“Hi-yi! Bear down on him, cowboys. More frijoles here!”

With a yell, Big John sprang to the lever of the squeezer and threw all his strength on it, gripping a plunging steer about the middle as he strove to win through the chute.

“Hot iron! Hot iron!” the wagon boss shrieked. “Somebody build that fire up. All right. That’s got him, Cas.”

Molly hung about near the corral, gazing on these frenzied activities in consternation. It was early morning and low-hanging mists were shredding before the sun.

Some calves passed through the chute by inadvertence. Being too small for the squeezer to hold, they were noosed as they came out, and branded on the ground. One was so tiny that the men at work beside the runway, idly rolling cigarettes during a halt in the operations, failed altogether to perceive him above the heavy lower boarding. As a result, he sauntered into the open, and there was no noose ready to snare. His ears were twitching with curiosity, and he moved his legs as if they were stiff and his feet hurt, as indeed they did, because he had come many weary miles and he was not three days old.

“Hi-yi! There goes a calf!” yelled the punchers. “Go to him, John. He’s just your size.”

Big John grinned, spat on his hands, and made a dive for the fugitive. “The li’l’ rascal,” he chuckled, grabbing for its tail. Instead of taking to the open and falling a prey to a roper, the calf lunged sideways and went under the horse-pasture fence. He was so short that he easily bowed his back and slid beneath the wire. The outfit sent up a shout of laughter, and exhorted John to stay with him; but the giant remained where he was, gazing fixedly at the fugitive. Molly was on the other side of the fence.

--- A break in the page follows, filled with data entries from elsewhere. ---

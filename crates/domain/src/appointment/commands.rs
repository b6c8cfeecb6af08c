//! Appointment commands.

use chrono::NaiveDateTime;
use common::{DoctorId, PatientId};

use super::AppointmentError;

/// Command to book an appointment.
#[derive(Debug, Clone)]
pub struct CreateAppointment {
    /// The patient being seen.
    pub patient_id: PatientId,

    /// The doctor being booked.
    pub doctor_id: DoctorId,

    /// Clinic-local start of the appointment.
    pub date_time: NaiveDateTime,

    /// Free-text note from the patient.
    pub comment: Option<String>,
}

impl CreateAppointment {
    /// Creates a new CreateAppointment command.
    pub fn new(patient_id: PatientId, doctor_id: DoctorId, date_time: NaiveDateTime) -> Self {
        Self {
            patient_id,
            doctor_id,
            date_time,
            comment: None,
        }
    }

    /// Attaches a comment.
    pub fn with_comment(mut self, comment: impl Into<String>) -> Self {
        self.comment = Some(comment.into());
        self
    }

    pub(crate) fn validate(&self) -> Result<(), AppointmentError> {
        validate_parties(self.patient_id, self.doctor_id)
    }
}

/// Command to change the booked details of an appointment.
///
/// Status and cancellation justification are only changed by the lifecycle
/// operations.
#[derive(Debug, Clone)]
pub struct UpdateAppointment {
    /// The patient being seen.
    pub patient_id: PatientId,

    /// The doctor being booked.
    pub doctor_id: DoctorId,

    /// Clinic-local start of the appointment.
    pub date_time: NaiveDateTime,

    /// Free-text note from the patient.
    pub comment: Option<String>,
}

impl UpdateAppointment {
    /// Creates a new UpdateAppointment command.
    pub fn new(
        patient_id: PatientId,
        doctor_id: DoctorId,
        date_time: NaiveDateTime,
        comment: Option<String>,
    ) -> Self {
        Self {
            patient_id,
            doctor_id,
            date_time,
            comment,
        }
    }

    pub(crate) fn validate(&self) -> Result<(), AppointmentError> {
        validate_parties(self.patient_id, self.doctor_id)
    }
}

fn validate_parties(patient_id: PatientId, doctor_id: DoctorId) -> Result<(), AppointmentError> {
    if patient_id.is_nil() {
        return Err(AppointmentError::PatientIdRequired);
    }
    if doctor_id.is_nil() {
        return Err(AppointmentError::DoctorIdRequired);
    }
    Ok(())
}
use async_trait::async_trait;

use crate::{EventEnvelope, Result};

/// Destination for domain events emitted by the scheduling services.
///
/// The messaging collaborator that turns events into notifications lives
/// outside this workspace; a sink is the hand-off point. Envelopes in a
/// single call are published in order.
#[async_trait]
pub trait EventSink: Send + Sync {
    /// Publishes a batch of events.
    async fn publish(&self, events: Vec<EventEnvelope>) -> Result<()>;
}

/// Sink that only logs each event.
///
/// Useful when no messaging collaborator is wired up.
#[derive(Debug, Clone, Copy, Default)]
pub struct TracingEventSink;

#[async_trait]
impl EventSink for TracingEventSink {
    async fn publish(&self, events: Vec<EventEnvelope>) -> Result<()> {
        for event in events {
            tracing::info!(
                event_id = %event.event_id,
                event_type = %event.event_type,
                aggregate_type = %event.aggregate_type,
                aggregate_id = %event.aggregate_id,
                payload = %event.payload,
                "domain event"
            );
        }
        Ok(())
    }
}

#[cfg(test)]
mod tests {
    use super::*;

    #[tokio::test]
    async fn tracing_sink_accepts_any_batch() {
        let sink = TracingEventSink;
        let event = EventEnvelope::new(
            "SlotDeleted",
            "AvailabilitySlot",
            uuid::Uuid::new_v4(),
            serde_json::json!({}),
        );

        assert!(sink.publish(vec![event]).await.is_ok());
        assert!(sink.publish(vec![]).await.is_ok());
    }
}
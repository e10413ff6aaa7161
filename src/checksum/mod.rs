//! Merkle checksums over the target graph
//!
//! Leaf checksums come from file content; every target folds its
//! dependencies' checksums and its own files' checksums, so a target's
//! checksum changes whenever anything it transitively depends on changes.
//! Targets are grouped by project file, and projects into one root aggregate
//! which is the persisted result of a run.

mod builder;
mod cache;
mod calculator;
mod file;
mod project;
mod target;

pub use builder::TargetChecksumBuilder;
pub use cache::ChecksumCache;
pub use calculator::ProjectChecksumCalculator;
pub use file::{FileChecksumHolder, FileChecksumProducer, FsChecksumProducer};
pub use project::{ProjectChecksumHolder, RootChecksumHolder, ROOT_NAME};
pub use target::{TargetChecksumHolder, TargetChecksumRecord};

To her side the white-face bolted, confident of sanctuary. For a cow, Molly was terribly agitated. She turned about and about, trying to obtain a really good look at this forward baby who greeted her as his mother. The calf, on his part, kept close in an endeavor to secure his supper, being very hungry and properly careless as to where he got it. Molly smelled and sniffed at him, and edged off in intense nervousness. Evidently quite positive in his own mind that he had found what he had been seeking, the calf gave over all useless fuss and set himself resolutely to obtain a meal.

“Let him go, John,” the boss called. “We lost his mother over on the Magayan. Molly’ll look after him. Look out! Bear down on him, cowboys! It’s that big ol’ bull.”